## Your task
Check every line of the entries below for the word "args", and copy the ones that have it.

## Data
○ ○ ○ ○ ○ ○ ○
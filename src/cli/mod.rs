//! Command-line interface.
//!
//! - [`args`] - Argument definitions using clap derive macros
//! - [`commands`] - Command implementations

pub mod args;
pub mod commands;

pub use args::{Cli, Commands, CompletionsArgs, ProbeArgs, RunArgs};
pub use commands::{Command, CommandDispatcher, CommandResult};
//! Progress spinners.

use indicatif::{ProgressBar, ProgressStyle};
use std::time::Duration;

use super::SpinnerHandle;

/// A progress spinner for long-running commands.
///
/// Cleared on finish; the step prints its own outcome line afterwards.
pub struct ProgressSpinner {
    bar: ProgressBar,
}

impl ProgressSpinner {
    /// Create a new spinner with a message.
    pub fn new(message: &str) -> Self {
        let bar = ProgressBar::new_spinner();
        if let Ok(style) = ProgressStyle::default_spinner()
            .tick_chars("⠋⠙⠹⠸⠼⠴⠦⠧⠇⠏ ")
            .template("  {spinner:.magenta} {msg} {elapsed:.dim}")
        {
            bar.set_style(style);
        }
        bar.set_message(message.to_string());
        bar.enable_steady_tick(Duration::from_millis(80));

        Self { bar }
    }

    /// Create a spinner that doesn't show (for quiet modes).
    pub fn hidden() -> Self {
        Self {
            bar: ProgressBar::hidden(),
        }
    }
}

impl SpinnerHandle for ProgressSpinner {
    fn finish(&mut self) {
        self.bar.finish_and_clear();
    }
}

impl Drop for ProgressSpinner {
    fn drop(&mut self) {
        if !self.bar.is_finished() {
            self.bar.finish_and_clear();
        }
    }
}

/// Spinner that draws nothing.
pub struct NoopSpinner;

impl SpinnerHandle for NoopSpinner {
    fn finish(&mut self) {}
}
○ ○ ○ ○ ○ ○ ○
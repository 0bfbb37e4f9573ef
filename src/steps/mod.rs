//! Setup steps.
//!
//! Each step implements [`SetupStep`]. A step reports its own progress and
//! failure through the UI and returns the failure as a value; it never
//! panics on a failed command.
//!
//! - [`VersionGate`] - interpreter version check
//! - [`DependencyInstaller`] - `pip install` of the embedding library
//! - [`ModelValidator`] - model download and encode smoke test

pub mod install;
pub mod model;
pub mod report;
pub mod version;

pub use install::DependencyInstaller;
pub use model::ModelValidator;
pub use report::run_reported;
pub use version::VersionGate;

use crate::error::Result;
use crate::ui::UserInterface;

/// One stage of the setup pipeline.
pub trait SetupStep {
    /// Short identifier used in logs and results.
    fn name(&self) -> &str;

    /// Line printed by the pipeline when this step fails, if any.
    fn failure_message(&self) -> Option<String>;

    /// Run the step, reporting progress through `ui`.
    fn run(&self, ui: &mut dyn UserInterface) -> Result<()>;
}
○ ○ ○ ○ ○ ○ ○
## Task result
//! - [`args`] - Argument definitions using clap derive macros
pub mod args;
pub use args::{Cli, Commands, CompletionsArgs, ProbeArgs, RunArgs};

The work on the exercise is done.